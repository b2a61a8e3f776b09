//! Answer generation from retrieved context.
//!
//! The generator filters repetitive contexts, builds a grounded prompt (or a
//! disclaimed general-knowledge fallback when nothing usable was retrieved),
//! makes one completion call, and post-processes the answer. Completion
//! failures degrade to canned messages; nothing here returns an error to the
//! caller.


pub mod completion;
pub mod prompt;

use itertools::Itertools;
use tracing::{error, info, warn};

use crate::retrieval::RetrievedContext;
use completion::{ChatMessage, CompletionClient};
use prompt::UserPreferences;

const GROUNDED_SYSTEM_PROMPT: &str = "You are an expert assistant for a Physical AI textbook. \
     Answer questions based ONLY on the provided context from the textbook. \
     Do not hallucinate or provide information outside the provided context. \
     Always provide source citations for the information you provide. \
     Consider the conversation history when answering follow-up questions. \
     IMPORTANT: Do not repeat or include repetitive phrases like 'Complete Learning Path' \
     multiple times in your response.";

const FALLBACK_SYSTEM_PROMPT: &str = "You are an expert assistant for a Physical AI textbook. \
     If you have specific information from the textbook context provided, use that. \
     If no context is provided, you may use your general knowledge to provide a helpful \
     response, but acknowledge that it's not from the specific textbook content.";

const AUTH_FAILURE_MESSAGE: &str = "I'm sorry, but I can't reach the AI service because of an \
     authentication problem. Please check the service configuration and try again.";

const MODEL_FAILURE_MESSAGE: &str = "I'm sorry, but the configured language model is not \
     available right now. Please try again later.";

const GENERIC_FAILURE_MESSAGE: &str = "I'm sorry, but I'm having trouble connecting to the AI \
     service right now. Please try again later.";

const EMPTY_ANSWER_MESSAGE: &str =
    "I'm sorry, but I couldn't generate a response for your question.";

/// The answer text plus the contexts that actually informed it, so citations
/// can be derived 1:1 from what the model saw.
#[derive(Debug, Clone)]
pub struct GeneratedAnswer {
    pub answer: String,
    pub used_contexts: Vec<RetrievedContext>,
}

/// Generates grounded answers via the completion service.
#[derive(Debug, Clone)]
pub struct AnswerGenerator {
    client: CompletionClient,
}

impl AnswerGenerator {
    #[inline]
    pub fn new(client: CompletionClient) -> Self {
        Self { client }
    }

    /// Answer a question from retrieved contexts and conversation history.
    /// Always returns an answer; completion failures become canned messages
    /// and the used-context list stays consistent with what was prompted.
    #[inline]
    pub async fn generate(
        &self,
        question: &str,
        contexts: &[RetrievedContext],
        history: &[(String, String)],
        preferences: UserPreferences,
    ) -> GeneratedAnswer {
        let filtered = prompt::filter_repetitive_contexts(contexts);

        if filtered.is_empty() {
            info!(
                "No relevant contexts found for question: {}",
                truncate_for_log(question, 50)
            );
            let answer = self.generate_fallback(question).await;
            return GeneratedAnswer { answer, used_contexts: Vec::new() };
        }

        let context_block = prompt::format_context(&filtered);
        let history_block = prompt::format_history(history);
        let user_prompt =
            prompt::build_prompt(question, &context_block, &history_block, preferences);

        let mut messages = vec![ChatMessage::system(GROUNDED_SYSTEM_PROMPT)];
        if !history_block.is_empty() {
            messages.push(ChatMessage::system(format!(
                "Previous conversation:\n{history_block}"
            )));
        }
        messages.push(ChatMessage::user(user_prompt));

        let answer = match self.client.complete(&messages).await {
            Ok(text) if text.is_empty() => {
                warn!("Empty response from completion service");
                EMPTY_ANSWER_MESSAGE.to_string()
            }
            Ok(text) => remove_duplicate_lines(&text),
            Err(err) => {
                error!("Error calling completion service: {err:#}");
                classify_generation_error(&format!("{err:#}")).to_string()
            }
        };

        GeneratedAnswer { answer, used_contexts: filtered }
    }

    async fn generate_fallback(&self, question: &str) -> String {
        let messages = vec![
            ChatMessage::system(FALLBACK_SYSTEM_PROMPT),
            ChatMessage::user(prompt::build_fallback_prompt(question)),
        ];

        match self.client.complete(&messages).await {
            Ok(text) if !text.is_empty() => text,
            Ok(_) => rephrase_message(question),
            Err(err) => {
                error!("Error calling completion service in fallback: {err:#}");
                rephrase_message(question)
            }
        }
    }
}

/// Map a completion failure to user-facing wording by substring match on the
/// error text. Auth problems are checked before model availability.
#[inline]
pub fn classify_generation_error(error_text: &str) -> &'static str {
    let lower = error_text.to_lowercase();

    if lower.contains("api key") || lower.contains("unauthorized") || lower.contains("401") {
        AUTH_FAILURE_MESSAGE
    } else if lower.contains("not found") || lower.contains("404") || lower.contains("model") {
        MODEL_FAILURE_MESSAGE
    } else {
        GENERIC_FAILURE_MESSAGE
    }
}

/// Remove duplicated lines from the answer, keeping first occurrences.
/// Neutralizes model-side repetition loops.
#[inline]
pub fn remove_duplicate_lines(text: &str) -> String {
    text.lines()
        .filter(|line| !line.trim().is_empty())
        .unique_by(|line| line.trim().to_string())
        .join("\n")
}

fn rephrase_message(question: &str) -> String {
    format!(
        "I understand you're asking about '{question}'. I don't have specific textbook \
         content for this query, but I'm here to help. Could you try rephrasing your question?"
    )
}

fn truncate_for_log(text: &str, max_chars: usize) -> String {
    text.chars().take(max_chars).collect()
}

——

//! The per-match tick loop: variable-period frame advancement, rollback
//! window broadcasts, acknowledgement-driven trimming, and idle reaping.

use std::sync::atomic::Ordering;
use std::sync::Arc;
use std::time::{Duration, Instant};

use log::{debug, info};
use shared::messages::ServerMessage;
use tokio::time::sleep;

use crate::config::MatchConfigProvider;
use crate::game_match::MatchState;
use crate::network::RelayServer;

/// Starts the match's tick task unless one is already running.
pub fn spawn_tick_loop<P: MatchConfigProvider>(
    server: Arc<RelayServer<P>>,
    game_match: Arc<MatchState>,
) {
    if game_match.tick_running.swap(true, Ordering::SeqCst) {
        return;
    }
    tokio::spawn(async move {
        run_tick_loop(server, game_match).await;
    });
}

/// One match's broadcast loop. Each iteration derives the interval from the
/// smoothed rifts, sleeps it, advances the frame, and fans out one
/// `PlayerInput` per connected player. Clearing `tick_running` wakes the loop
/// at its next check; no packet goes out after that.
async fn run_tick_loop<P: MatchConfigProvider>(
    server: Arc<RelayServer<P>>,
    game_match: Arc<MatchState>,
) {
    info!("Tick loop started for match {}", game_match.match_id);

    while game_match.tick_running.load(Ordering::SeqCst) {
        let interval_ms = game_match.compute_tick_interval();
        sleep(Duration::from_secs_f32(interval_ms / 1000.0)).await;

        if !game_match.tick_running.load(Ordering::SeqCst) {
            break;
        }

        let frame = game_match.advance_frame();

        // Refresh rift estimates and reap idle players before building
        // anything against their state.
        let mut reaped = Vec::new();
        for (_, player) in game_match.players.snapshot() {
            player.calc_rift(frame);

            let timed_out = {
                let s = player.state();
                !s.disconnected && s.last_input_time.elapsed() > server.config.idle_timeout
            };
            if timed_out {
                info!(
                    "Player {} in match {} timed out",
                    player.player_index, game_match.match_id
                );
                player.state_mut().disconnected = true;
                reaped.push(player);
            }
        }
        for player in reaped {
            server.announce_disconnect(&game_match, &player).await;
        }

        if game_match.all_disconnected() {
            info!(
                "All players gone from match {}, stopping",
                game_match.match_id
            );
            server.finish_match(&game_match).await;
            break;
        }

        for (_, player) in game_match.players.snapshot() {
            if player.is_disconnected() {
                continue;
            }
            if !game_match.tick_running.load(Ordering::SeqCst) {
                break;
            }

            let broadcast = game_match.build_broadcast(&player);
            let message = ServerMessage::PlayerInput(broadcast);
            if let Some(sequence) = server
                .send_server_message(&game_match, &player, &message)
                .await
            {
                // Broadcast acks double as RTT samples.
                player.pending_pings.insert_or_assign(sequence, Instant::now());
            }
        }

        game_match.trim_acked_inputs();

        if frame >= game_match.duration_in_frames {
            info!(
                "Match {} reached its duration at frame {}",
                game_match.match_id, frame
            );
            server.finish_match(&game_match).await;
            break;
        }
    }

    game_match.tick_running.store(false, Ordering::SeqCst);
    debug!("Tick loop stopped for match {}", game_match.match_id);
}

——

*What you have to do*. For every line of the listing above that contains "filtered", add one, and report the final tally with no other words.

*Written answer*. 4